Compressed Beamforming
N. Kessler, A. Mamistvalov and Y. C. Eldar
Introduction
Traditional beamforming of medical ultrasound images consists of sampling and processing the signals from each transducer element and digitally introducing appropriate delays, in a process referred to as delay and sum (DAS) beamforming. However, it necessitates sampling rates which are significantly higher than the actual Nyquist rate of the received signals, in order to achieve a sufficient resolution. This results in large amounts of data to store and process, translating to big, expensive and power-hungry devices. Here, we present two alternative reconstruction methods which offer high-quality reconstruction from diluted data, up to x36 reduction factor in data volume.
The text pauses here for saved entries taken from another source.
//! Live state of one asteroid field.
//!
//! The field is never stored rock by rock. It is regenerated from its seed,
//! center and extent, and rocks whose ids are in the destroyed set are left
//! out. Ids come from the generator stream position, so the same rock gets the
//! same id on every regeneration as long as every candidate's draws are
//! consumed, including the draws of candidates that are skipped.

use std::collections::BTreeSet;

use serde::{Deserialize, Serialize};

use voidline_core::constants::ASTEROID_ID_PREFIX;
use voidline_core::entities::AsteroidFieldSpec;
use voidline_core::ids::DurableId;
use voidline_core::rules::{AsteroidRules, Envelope};
use voidline_core::seed::{Mulberry32, Seed};
use voidline_core::types::Position;

/// One materialized rock.
#[derive(Debug, Clone, PartialEq, Serialize, Deserialize)]
pub struct Asteroid {
    pub id: DurableId,
    pub position: Position,
    pub radius: f64,
    /// Tumble rate in radians per second.
    pub spin: f64,
    /// Hit points. Session state only: regeneration restores full health.
    pub health: f64,
}

/// Everything needed to rebuild a field's live set.
#[derive(Debug, Clone, PartialEq, Serialize, Deserialize)]
#[serde(rename_all = "camelCase")]
pub struct FieldSnapshot {
    pub seed: Seed,
    /// Sorted, without duplicates.
    pub destroyed_ids: Vec<DurableId>,
    pub center: Position,
    pub extent: f64,
}

impl FieldSnapshot {
    /// Snapshot of a freshly generated field with nothing destroyed yet.
    pub fn pristine(spec: &AsteroidFieldSpec) -> Self {
        Self {
            seed: spec.seed,
            destroyed_ids: Vec::new(),
            center: spec.center,
            extent: spec.extent,
        }
    }
}

/// Per-field tuning that is not part of the persisted state.
#[derive(Debug, Clone, Copy, PartialEq)]
pub struct FieldTuning {
    pub candidate_count: usize,
    pub radius: Envelope,
    pub max_spin: f64,
    pub health_per_radius: f64,
}

impl From<&AsteroidRules> for FieldTuning {
    fn from(rules: &AsteroidRules) -> Self {
        Self {
            candidate_count: rules.candidate_count,
            radius: rules.radius,
            max_spin: rules.max_spin,
            health_per_radius: rules.health_per_radius,
        }
    }
}

/// Result of [`AsteroidFieldManager::apply_damage`].
#[derive(Debug, Clone, Copy, PartialEq)]
pub enum DamageOutcome {
    /// No live asteroid has this id.
    Missed,
    Damaged { remaining: f64 },
    Destroyed,
}

#[derive(Debug, Clone)]
pub struct AsteroidFieldManager {
    tuning: FieldTuning,
    seed: Seed,
    destroyed_ids: BTreeSet<DurableId>,
    center: Position,
    extent: f64,
    live: Vec<Asteroid>,
}

impl AsteroidFieldManager {
    /// Empty manager; call [`configure`](Self::configure) to populate it.
    pub fn new(tuning: FieldTuning) -> Self {
        Self {
            tuning,
            seed: 0,
            destroyed_ids: BTreeSet::new(),
            center: Position::ORIGIN,
            extent: 0.0,
            live: Vec::new(),
        }
    }

    /// Replace all state, drop live rocks and regenerate.
    pub fn configure(&mut self, snapshot: FieldSnapshot) {
        self.seed = snapshot.seed;
        self.destroyed_ids = snapshot.destroyed_ids.into_iter().collect();
        self.center = snapshot.center;
        self.extent = snapshot.extent;
        self.live.clear();
        self.regenerate();
    }

    /// Rebuild the live set from the seed, skipping destroyed ids.
    pub fn regenerate(&mut self) {
        self.live = self
            .candidates()
            .into_iter()
            .filter(|a| !self.destroyed_ids.contains(&a.id))
            .collect();
        tracing::debug!(
            seed = self.seed,
            live = self.live.len(),
            destroyed = self.destroyed_ids.len(),
            "regenerated asteroid field"
        );
    }

    /// Every candidate the seed produces, destroyed or not, in stream order.
    /// Draw order per candidate: x, y, z, radius, spin, id.
    pub fn candidates(&self) -> Vec<Asteroid> {
        let tuning = &self.tuning;
        let half = self.extent / 2.0;
        let mut rng = Mulberry32::new(self.seed);

        (0..tuning.candidate_count)
            .map(|_| {
                let position = Position::new(
                    self.center.x + rng.range(-half, half),
                    self.center.y + rng.range(-half, half),
                    self.center.z + rng.range(-half, half),
                );
                let radius = tuning.radius.sample(&mut rng);
                let spin = rng.range(-tuning.max_spin, tuning.max_spin);
                let id = DurableId::from_draw(ASTEROID_ID_PREFIX, rng.next_f64());
                Asteroid {
                    id,
                    position,
                    radius,
                    spin,
                    health: radius * tuning.health_per_radius,
                }
            })
            .collect()
    }

    /// Record a rock as destroyed and drop it from the live set. Idempotent.
    /// Returns `true` only the first time. Ids this field never produced are
    /// ignored so the destroyed set only ever holds its own ids.
    pub fn mark_destroyed(&mut self, id: &DurableId) -> bool {
        if self.destroyed_ids.contains(id) {
            return false;
        }
        let Some(index) = self.live.iter().position(|a| &a.id == id) else {
            tracing::warn!(%id, seed = self.seed, "ignoring destroy for id not in this field");
            return false;
        };
        self.live.remove(index);
        self.destroyed_ids.insert(id.clone());
        true
    }

    /// Apply damage; a rock whose health reaches zero is marked destroyed.
    pub fn apply_damage(&mut self, id: &DurableId, amount: f64) -> DamageOutcome {
        let Some(asteroid) = self.live.iter_mut().find(|a| &a.id == id) else {
            return DamageOutcome::Missed;
        };
        asteroid.health -= amount;
        if asteroid.health > 0.0 {
            return DamageOutcome::Damaged {
                remaining: asteroid.health,
            };
        }
        self.mark_destroyed(id);
        DamageOutcome::Destroyed
    }

    /// The complete persisted state of this field.
    pub fn snapshot(&self) -> FieldSnapshot {
        FieldSnapshot {
            seed: self.seed,
            destroyed_ids: self.destroyed_ids.iter().cloned().collect(),
            center: self.center,
            extent: self.extent,
        }
    }

    pub fn live(&self) -> &[Asteroid] {
        &self.live
    }

    pub fn get(&self, id: &DurableId) -> Option<&Asteroid> {
        self.live.iter().find(|a| &a.id == id)
    }

    pub fn len(&self) -> usize {
        self.live.len()
    }

    pub fn is_empty(&self) -> bool {
        self.live.is_empty()
    }

    pub fn is_destroyed(&self, id: &DurableId) -> bool {
        self.destroyed_ids.contains(id)
    }

    pub fn destroyed_count(&self) -> usize {
        self.destroyed_ids.len()
    }

    pub fn seed(&self) -> Seed {
        self.seed
    }

    pub fn center(&self) -> Position {
        self.center
    }

    pub fn extent(&self) -> f64 {
        self.extent
    }
}
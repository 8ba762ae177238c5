//! Procedural generation for Voidline sectors.
//!
//! `WorldGenerator` turns a root seed into planets, stations, derelict
//! debris and an asteroid field descriptor. `AsteroidFieldManager` owns the
//! live rocks of one field and the destroyed-id set that filters them.

pub mod asteroid_field;
pub mod world_gen;

pub use asteroid_field::{Asteroid, AsteroidFieldManager, DamageOutcome, FieldSnapshot, FieldTuning};
pub use voidline_core as core;
pub use world_gen::{GeneratedSector, HybridParams, WorldGenerator};

#[cfg(test)]
mod tests;
//! Hierarchical seed derivation and the seeded generator stream.
//!
//! Both functions here define the save format: a sector is stored as its root
//! seed plus a diff, and every procedural entity is re-derived on load. Any
//! change to the hash or the generator silently rewrites every existing world.

use std::fmt::{self, Display, Write};

use rand::{Error as RandError, RngCore, SeedableRng};

/// Root and derived seeds are 32-bit.
pub type Seed = u32;

const FNV_OFFSET_BASIS: u32 = 0x811c_9dc5;
const FNV_PRIME: u32 = 0x0100_0193;
const MULBERRY_INCREMENT: u32 = 0x6D2B_79F5;
const TWO_POW_32: f64 = 4_294_967_296.0;

/// FNV-1a accumulator fed through `fmt::Write`, so parts are hashed from their
/// `Display` form without building the concatenated string.
struct Fnv1a(u32);

impl Write for Fnv1a {
    fn write_str(&mut self, s: &str) -> fmt::Result {
        for byte in s.bytes() {
            self.0 ^= byte as u32;
            self.0 = self.0.wrapping_mul(FNV_PRIME);
        }
        Ok(())
    }
}

/// Hash the concatenated display form of `parts` (no separator).
pub fn hash_parts(parts: &[&dyn Display]) -> Seed {
    let mut hasher = Fnv1a(FNV_OFFSET_BASIS);
    for part in parts {
        // Fnv1a::write_str is infallible.
        let _ = write!(hasher, "{part}");
    }
    hasher.0
}

/// Derive a sub-seed from a root seed and a label path:
/// `hash_seed!(root, "planet", i)`.
#[macro_export]
macro_rules! hash_seed {
    ($($part:expr),+ $(,)?) => {
        $crate::seed::hash_parts(&[$(&$part as &dyn ::std::fmt::Display),+])
    };
}

/// Generator for one namespaced decision: `sub_rng!(root, "station", s)`.
#[macro_export]
macro_rules! sub_rng {
    ($($part:expr),+ $(,)?) => {
        $crate::seed::Mulberry32::new($crate::hash_seed!($($part),+))
    };
}

/// Mulberry32 stream. Two generators built from the same seed produce the
/// same sequence forever.
#[derive(Debug, Clone, PartialEq, Eq)]
pub struct Mulberry32 {
    state: u32,
}

/// Shorthand for [`Mulberry32::new`].
pub fn make_rng(seed: Seed) -> Mulberry32 {
    Mulberry32::new(seed)
}

impl Mulberry32 {
    pub fn new(seed: Seed) -> Self {
        Self { state: seed }
    }

    /// Next raw 32-bit output.
    pub fn next_raw(&mut self) -> u32 {
        self.state = self.state.wrapping_add(MULBERRY_INCREMENT);
        let mut t = self.state;
        t = (t ^ (t >> 15)).wrapping_mul(t | 1);
        t ^= t.wrapping_add((t ^ (t >> 7)).wrapping_mul(t | 61));
        t ^ (t >> 14)
    }

    /// Next draw in `[0, 1)`.
    pub fn next_f64(&mut self) -> f64 {
        self.next_raw() as f64 / TWO_POW_32
    }

    /// Uniform draw in `[min, max)`.
    pub fn range(&mut self, min: f64, max: f64) -> f64 {
        min + self.next_f64() * (max - min)
    }

    /// Uniform integer in `[min, max]` (inclusive). Consumes one draw even
    /// when the range is a single value.
    pub fn range_inclusive(&mut self, min: u32, max: u32) -> u32 {
        let draw = self.next_f64();
        if max <= min {
            return min;
        }
        let span = (max - min) as f64 + 1.0;
        min + ((draw * span) as u32).min(max - min)
    }

    /// `true` with probability `p`.
    pub fn chance(&mut self, p: f64) -> bool {
        self.next_f64() < p
    }

    /// Index into a collection of `len` items. Consumes one draw; returns
    /// `None` for an empty collection.
    pub fn index(&mut self, len: usize) -> Option<usize> {
        let draw = self.next_f64();
        if len == 0 {
            return None;
        }
        Some(((draw * len as f64) as usize).min(len - 1))
    }

    /// Uniform pick from a slice.
    pub fn pick<'a, T>(&mut self, items: &'a [T]) -> Option<&'a T> {
        self.index(items.len()).map(|i| &items[i])
    }

    /// Angle in `[0, TAU)`.
    pub fn angle(&mut self) -> f64 {
        self.next_f64() * std::f64::consts::TAU
    }
}

impl RngCore for Mulberry32 {
    fn next_u32(&mut self) -> u32 {
        self.next_raw()
    }

    fn next_u64(&mut self) -> u64 {
        let lo = self.next_raw() as u64;
        let hi = self.next_raw() as u64;
        (hi << 32) | lo
    }

    fn fill_bytes(&mut self, dest: &mut [u8]) {
        for chunk in dest.chunks_mut(4) {
            let bytes = self.next_raw().to_le_bytes();
            chunk.copy_from_slice(&bytes[..chunk.len()]);
        }
    }

    fn try_fill_bytes(&mut self, dest: &mut [u8]) -> Result<(), RandError> {
        self.fill_bytes(dest);
        Ok(())
    }
}

impl SeedableRng for Mulberry32 {
    type Seed = [u8; 4];

    fn from_seed(seed: Self::Seed) -> Self {
        Self::new(u32::from_le_bytes(seed))
    }
}
use thiserror::Error;

/// Malformed generation rules. Fatal: a sector is never generated from rules
/// that fail validation.
#[derive(Debug, Error)]
pub enum ConfigError {
    #[error("probability '{field}' must be within [0, 1], got {value}")]
    Probability { field: &'static str, value: f64 },

    #[error("range '{field}' is inverted or non-finite: [{min}, {max}]")]
    InvalidRange {
        field: &'static str,
        min: f64,
        max: f64,
    },

    #[error("'{field}' must be positive, got {value}")]
    NotPositive { field: &'static str, value: f64 },

    #[error("table '{table}' must not be empty")]
    EmptyTable { table: &'static str },

    #[error("archetype '{archetype}': {reason}")]
    Archetype { archetype: String, reason: String },

    #[error("failed to read rules file: {0}")]
    Io(#[from] std::io::Error),

    #[error("failed to parse rules: {0}")]
    Parse(#[from] serde_json::Error),
}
The first method is compressed frequency domain convolutional beamforming (CFCOBA) scheme, which combines Fourier domain beamforming, sparse convolutional beamforming (SCOBA) and compressed sensing methods to enable the formation of high resolution images from sub–Nyquist sampled measurements taken at a sparse subset of array elements. The second method operates on similar input data and utilizes a deep-learning based solution to learn both reconstruction from the subsampled signals and adaptive apodization weights.
References
- A. Mamistvalov and Y. C. Eldar, "Compressed Fourier-Domain Convolutional Beamforming for Wireless Ultrasound imaging", to appear in IEEE Transactions on Ultrasonics Ferroelectrics and Frequency Control.
- N. Kessler and Y. C. Eldar, "Deep-Learning Based Adaptive Ultrasound Imaging From Sub-Nyquist Channel Data", Submitted to IEEE Transactions on Medical Imaging, August 2020.